He Stopped by Her Table, and Then Into Her Life

Khrehaan Ebah’s chat with the restaurant manager who asked if she had enjoyed her lunch in March 2018 wasn’t for the benefit of her niece and dining companion, Yaheemah Ebah. But she used it to make a point about the importance of being cordial anyway.

“When we left the restaurant Yaheemah was like, ‘Why were you talking to him?’” Ms. Ebah said. “I told her, ‘You’re 17 and you have a lot of growing up to do. You never know what somebody’s going to bring to the table.’”

She did not add that among the things a stranger might bring to the table is an accent beguiling enough to spark a love affair.

Ms. Ebah, 45, an Army veteran, is a personnel security specialist for the Veteran Benefits Administration. The day she met Bamba Sama, the general manager of a Philadelphia TGI Friday’s, she was visiting her niece from her home in Waldorf, Md. Their lunch was in the interest of mentorship. “She was a senior in high school and I was there to groom her for the college experience,” Ms. Ebah said. “My brother raised her as a single father, so I’m her mother figure.”

When Mr. Sama approached their table to ask if the service and food had been to their liking, Ms. Ebah replied with a curt, “We have no complaints.” But she was curious about the way he spoke, so she asked where he was from, to which he replied, Gambia.

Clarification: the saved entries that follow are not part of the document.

//! @ai:module:intent Walk a buffer line by line and hand comment bodies to the annotation parser
//! @ai:module:layer application
//! @ai:module:public_api LineScanner, ScanPosition, is_comment_line, comment_body
//! @ai:module:depends_on slice, filetype, annotation
//! @ai:module:stateless true

use crate::annotation::{parse_annotation, Annotation};
use crate::filetype::{FileType, FileTypeTable};
use crate::slice::{Slice, Whitespace};

/// @ai:intent Progress through one buffer; reset for every file
#[derive(Debug, Clone, Copy, Default, PartialEq, Eq)]
pub struct ScanPosition {
    pub byte_offset: usize,
    /// 1-based number of the most recently consumed line, 0 before the first.
    pub line_number: usize,
}

/// @ai:intent Check whether a line starts with the comment marker after leading whitespace
/// @ai:post an empty marker accepts every line
/// @ai:effects pure
pub fn is_comment_line(line: Slice<'_>, marker: &str, ws: Whitespace) -> bool {
    line.trim_whitespace_left(ws).starts_with(marker.as_bytes())
}

/// @ai:intent Strip the marker and surrounding whitespace from a comment line
/// @ai:post None when the line is not a comment
/// @ai:example ("  // TODO: x  ", "//") -> Some("TODO: x")
/// @ai:effects pure
pub fn comment_body<'a>(line: Slice<'a>, marker: &str, ws: Whitespace) -> Option<Slice<'a>> {
    if !is_comment_line(line, marker, ws) {
        return None;
    }
    let trimmed = line.trim_whitespace_left(ws);
    Some(trimmed.trim_front(marker.len()).trim_whitespace(ws))
}

/// @ai:intent Line-oriented annotation scanner for one file type at a time
#[derive(Debug, Clone, Copy)]
pub struct LineScanner<'t> {
    table: &'t FileTypeTable,
    whitespace: Whitespace,
}

impl<'t> LineScanner<'t> {
    pub fn new(table: &'t FileTypeTable, whitespace: Whitespace) -> Self {
        Self { table, whitespace }
    }

    /// @ai:intent Emit every annotation in a buffer together with its 1-based line number
    /// @ai:pre content is the complete file; file_type came from the same table
    /// @ai:post lines are counted once per newline-terminated record plus a final unterminated one
    /// @ai:effects pure
    /// @ai:complexity O(content.len() * marker.len())
    pub fn scan<'a, F>(&self, file_type: FileType, content: &'a [u8], mut emit: F) -> ScanPosition
    where
        F: FnMut(usize, Annotation<'a>),
    {
        // Unknown resolves to the plain-text marker once, for the whole file
        let marker = self.table.comment_marker(file_type);
        let mut position = ScanPosition::default();
        let mut chunk = Slice::new(content);

        while !chunk.is_empty() {
            let (line, terminated) = match chunk.split_line() {
                Some(line) => (line, true),
                None => (chunk, false),
            };
            position.line_number += 1;

            // CRLF line endings
            let content_line = if line.ends_with(b"\r") {
                line.trim_back(1)
            } else {
                line
            };

            if !content_line.is_empty() {
                if let Some(annotation) = self.scan_line(content_line, marker) {
                    emit(position.line_number, annotation);
                }
            }

            if !terminated {
                position.byte_offset += line.len();
                break;
            }
            position.byte_offset += line.len() + 1;
            chunk = chunk.trim_front(line.len() + 1);
        }

        position
    }

    /// @ai:intent Classify then parse a single line
    /// @ai:effects pure
    pub fn scan_line<'a>(&self, line: Slice<'a>, marker: &str) -> Option<Annotation<'a>> {
        let body = comment_body(line, marker, self.whitespace)?;
        parse_annotation(body, self.whitespace)
    }

    /// @ai:intent Collect every annotation of a buffer
    /// @ai:effects pure
    pub fn collect<'a>(&self, file_type: FileType, content: &'a [u8]) -> Vec<(usize, Annotation<'a>)> {
        let mut found = Vec::new();
        self.scan(file_type, content, |line, annotation| found.push((line, annotation)));
        found
    }
}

“I told him I had a close friend who was married to a Gambian,” she said. “He was like, ‘Really?’” When she mentioned she was in town from Maryland, he told her he had recently transferred to Philadelphia from a TGI Friday’s in Forestville, Md. She left with his business card. And then, out of the restaurant and back in mentor mode, she chased thoughts of the polite West African from her mind.

Mr. Sama, 50, had done much the same. His priority in executing table visits is professionalism, not personal gain. “I liked talking to her, but I have a lot of passion for what I do, and even when I meet people, I’m loyal to the job,” he said. “I take my commitment seriously.” Proof is in his professional trajectory.

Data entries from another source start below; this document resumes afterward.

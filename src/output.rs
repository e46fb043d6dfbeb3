//! @ai:module:intent Render findings as plain lines, markdown task lists, quickfix entries or JSON
//! @ai:module:layer infrastructure
//! @ai:module:public_api OutputFormat, format_finding, format_report, format_summary
//! @ai:module:depends_on extractor, error
//! @ai:module:stateless true

use crate::error::Result;
use crate::extractor::{Finding, ScanReport};
use colored::Colorize;
use std::fmt::Write;

/// @ai:intent Output format options
#[derive(Debug, Clone, Copy, Default, PartialEq, Eq)]
pub enum OutputFormat {
    /// `TODO: text`
    Plain,
    /// `file:line: TODO: text`
    FileLoc,
    /// `- [ ] TODO: text`
    MarkdownList,
    /// ``- [ ] `file:line`: TODO: text``
    #[default]
    MarkdownListFull,
    /// `file; line; TODO: text`
    Quickfix,
    /// One JSON object per finding, one per line.
    Json,
    /// The whole report as a single indented JSON document.
    JsonPretty,
}

impl OutputFormat {
    /// @ai:intent Pick a line format from the on/off switches of the classic CLI
    /// @ai:post quickfix overrides both other switches
    /// @ai:effects pure
    pub fn from_switches(markdown_list: bool, file_loc: bool, quickfix: bool) -> Self {
        if quickfix {
            return OutputFormat::Quickfix;
        }
        match (markdown_list, file_loc) {
            (true, true) => OutputFormat::MarkdownListFull,
            (true, false) => OutputFormat::MarkdownList,
            (false, true) => OutputFormat::FileLoc,
            (false, false) => OutputFormat::Plain,
        }
    }
}

/// @ai:intent Format one finding as a single line without trailing newline
/// @ai:effects pure
pub fn format_finding(finding: &Finding, format: OutputFormat) -> Result<String> {
    let file = finding.file.display();
    let line = finding.line;

    Ok(match format {
        OutputFormat::Plain => finding.to_string(),
        OutputFormat::FileLoc => format!("{}:{}: {}", file, line, finding),
        OutputFormat::MarkdownList => format!("- [ ] {}", finding),
        OutputFormat::MarkdownListFull => format!("- [ ] `{}:{}`: {}", file, line, finding),
        OutputFormat::Quickfix => format!("{}; {}; {}", file, line, finding),
        OutputFormat::Json => serde_json::to_string(finding)?,
        OutputFormat::JsonPretty => serde_json::to_string_pretty(finding)?,
    })
}

/// @ai:intent Format a whole scan report
/// @ai:post line formats end every finding with a newline; no findings gives an empty string
/// @ai:effects pure
pub fn format_report(report: &ScanReport, format: OutputFormat) -> Result<String> {
    if format == OutputFormat::JsonPretty {
        let mut output = serde_json::to_string_pretty(report)?;
        output.push('\n');
        return Ok(output);
    }

    let mut output = String::new();
    for finding in &report.findings {
        output.push_str(&format_finding(finding, format)?);
        output.push('\n');
    }
    Ok(output)
}

/// @ai:intent One-line human summary of a scan, colored for terminals
/// @ai:effects pure
pub fn format_summary(report: &ScanReport) -> String {
    let mut output = String::new();

    let count = report.annotation_count();
    let count = if count > 0 {
        count.to_string().yellow().bold()
    } else {
        count.to_string().green().bold()
    };

    let _ = write!(
        output,
        "{} annotations in {} files",
        count, report.files_scanned
    );

    if report.files_skipped > 0 {
        let _ = write!(output, ", {} skipped", report.files_skipped.to_string().dimmed());
    }

    if report.files_failed > 0 {
        let _ = write!(
            output,
            ", {} unreadable",
            report.files_failed.to_string().red().bold()
        );
    }

    output
}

Mr. Sama came to the United States from Gambia in 1991, at age 21, to further his education, though he ended up not going to the college to which he had been accepted.

He took a job as a busboy at a TGI Friday’s in Washington. “I was fortunate for the chance to complete my education, but once I started working, the pay was good and I came across a lot of good people,” he said. He has worked for the chain in various locations, and at no other company, since then, becoming a general manager in the mid-2000s. “To go from cleaning tables to becoming a G.M. has been a blessing.”

He saw his transfer to Philadelphia from Forestville in 2017 as a perfect fit for someone with his religious background. “Philly has a heavy Muslim community,” he said. “There were not that many Muslims in Maryland. I thought, Wow, this is an amazing environment for my religion to get stronger. I told my boss, ‘I want to stay here.’ Then I met Khrehaan, and all that changed.”

Not right away, though. Ms. Ebah was going through a personal transition when she and Mr. Sama had their friendly exchange at the restaurant.

“I was trying to get myself together,” she said. “I wasn’t really grounded at the time.” After a divorce in 2015, she indulged her love of dancing by hanging out in D.C.-area clubs with girlfriends. Then, in 2018, she reconnected to her Islamic faith. “I needed to cleanse myself. I needed to stop doing things I shouldn’t be doing if I wanted to receive a husband.”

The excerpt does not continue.